En fait, vouloir régler pareilles questions par le probabilisme ecclésiastique quand la rigoureuse Ionique du droit civil basé sur le droit naturel montre la parfaite inanité, et souvent la mauvaise foi, du susdit probabilisme, c’est montrer une incompétence dans la saine appréciation des choses dans laquelle jamais légiste laïque ne fût tombé, et cela pour la simple raison que le légiste laïque n’a pas derrière lui un dogme qui le force de ne pas tenir compte de la nature propre des choses.

D’ailleurs où est donc le probabilisme dans la loi civile ?
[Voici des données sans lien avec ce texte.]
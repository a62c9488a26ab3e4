//! Capability interfaces for the external collaborators the contract
//! manager depends on. Implementations are injected at construction;
//! tests swap in stubs.

use async_trait::async_trait;

use keep_types::{
    ChainIndex, ChangeId, CoveredFields, Currency, FileContractId, Hash256, HostSettings,
    Transaction,
};

use crate::error::Result;

/// Read access to the best chain.
#[async_trait]
pub trait ChainManager: Send + Sync {
    async fn tip(&self) -> Result<ChainIndex>;

    /// The chain index at `height` on the best chain.
    async fn index_at_height(&self, height: u64) -> Result<ChainIndex>;
}

/// Transaction relay and fee estimation.
#[async_trait]
pub trait TransactionPool: Send + Sync {
    async fn accept_transaction_set(&self, txns: Vec<Transaction>) -> Result<()>;

    /// `(minimum, maximum)` fee per byte currently recommended.
    async fn fee_estimation(&self) -> Result<(Currency, Currency)>;
}

/// A wallet's claim on the UTXOs backing a funded transaction. Dropping
/// the reservation returns them to the pool; wallets release spent inputs
/// on confirmation regardless.
pub trait FundReservation: Send {}

/// Transaction funding and signing.
#[async_trait]
pub trait Wallet: Send + Sync {
    /// Adds inputs (and change) worth `amount` to `txn`. Returns the ids
    /// to sign and a scoped reservation on the consumed UTXOs.
    async fn fund_transaction(
        &self,
        txn: &mut Transaction,
        amount: Currency,
    ) -> Result<(Vec<Hash256>, Box<dyn FundReservation>)>;

    async fn sign_transaction(
        &self,
        txn: &mut Transaction,
        to_sign: Vec<Hash256>,
        covered: CoveredFields,
    ) -> Result<()>;
}

/// The host's current advertised terms.
pub trait SettingsReporter: Send + Sync {
    fn settings(&self) -> HostSettings;
}

/// A batched view of what a consensus change did to the contracts the
/// host cares about. Produced by the chain manager's subscription and fed
/// to [`crate::ContractManager::process_chain_update`].
#[derive(Debug, Clone, Default)]
pub struct ChainUpdate {
    pub change_id: ChangeId,
    /// New chain tip after the change.
    pub index: ChainIndex,
    pub confirmed_formations: Vec<FileContractId>,
    pub confirmed_resolutions: Vec<FileContractId>,
    /// `(contract, revision_number)` pairs seen on chain.
    pub confirmed_revisions: Vec<(FileContractId, u64)>,
}
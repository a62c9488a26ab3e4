use crate::error::Result;

/// A single staged mutation.
#[derive(Debug, Clone)]
pub enum BatchOp {
    Put(Vec<u8>, Vec<u8>),
    Delete(Vec<u8>),
}

/// A set of mutations applied atomically by the backend. Transactions in
/// the metadata store stage everything into a batch and commit once;
/// rolling back is simply dropping the batch.
#[derive(Debug, Default)]
pub struct Batch {
    ops: Vec<BatchOp>,
}

impl Batch {
    pub fn new() -> Self {
        Self::default()
    }

    pub fn put(&mut self, key: Vec<u8>, value: Vec<u8>) {
        self.ops.push(BatchOp::Put(key, value));
    }

    pub fn delete(&mut self, key: Vec<u8>) {
        self.ops.push(BatchOp::Delete(key));
    }

    pub fn is_empty(&self) -> bool {
        self.ops.is_empty()
    }

    pub fn len(&self) -> usize {
        self.ops.len()
    }

    pub fn into_ops(self) -> Vec<BatchOp> {
        self.ops
    }
}

/// Ordered key-value storage underneath the metadata store.
///
/// Keys compare bytewise; `scan_prefix_while` visits matching keys in
/// ascending order and stops when the callback returns `false`. `write`
/// applies a batch atomically.
pub trait KvBackend: Send + Sync {
    fn get(&self, key: &[u8]) -> Result<Option<Vec<u8>>>;

    fn put(&self, key: &[u8], value: &[u8]) -> Result<()>;

    fn delete(&self, key: &[u8]) -> Result<()>;

    fn write(&self, batch: Batch) -> Result<()>;

    fn scan_prefix_while(
        &self,
        prefix: &[u8],
        f: &mut dyn FnMut(&[u8], &[u8]) -> bool,
    ) -> Result<()>;

    /// Collects every key-value pair under `prefix`, in key order.
    fn scan_prefix(&self, prefix: &[u8]) -> Result<Vec<(Vec<u8>, Vec<u8>)>> {
        let mut out = Vec::new();
        self.scan_prefix_while(prefix, &mut |k, v| {
            out.push((k.to_vec(), v.to_vec()));
            true
        })?;
        Ok(out)
    }

    fn flush(&self) -> Result<()>;
}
Le professeur Nuyts était de plus en complet accord avec le Decretum de Gratien qui, en décidant que le sacrement de mariage a tant de force qu’aucun vœu antérieur ne peut l’affecter, et que même un ecclésiastique dans les ordres peut se marier, n’entendait certainement pas qu’un simple laïc pût être ministre de ce sacrement envers lui-même. Gratien et tout le clergé de son temps eussent regardé la prétention non seulement comme une colossale absurdité, mais même comme une hérésie évidente. Un laïc sans mission ministre d’un sacrement ! On me dira peut-être qu’un laïc peut baptiser un enfant en l’absence d’un prêtre et devient par là ministre du sacrement de baptême. Sans doute, mais en pareil cas on rebaptise invariablement sous condition. Et puis la question n’est pas là mais seulement ici : un laïc pourrait-il se baptiser lui-même ? Non. Donc personne ne peut se conférer à lui-même un sacrement quelconque, pas plus le mariage qu’un autre.

On aura peut-être encore recours au distinguo suivant. — Mais il ne se confère pas à lui-même, le sacrement, il le reçoit par le fait seul de son consentement. — Alors il n’en est donc pas le ministre. Mais vous dites qu’il l’est. Vous ne vous comprenez donc pas vous-même ou vous voulez tromper.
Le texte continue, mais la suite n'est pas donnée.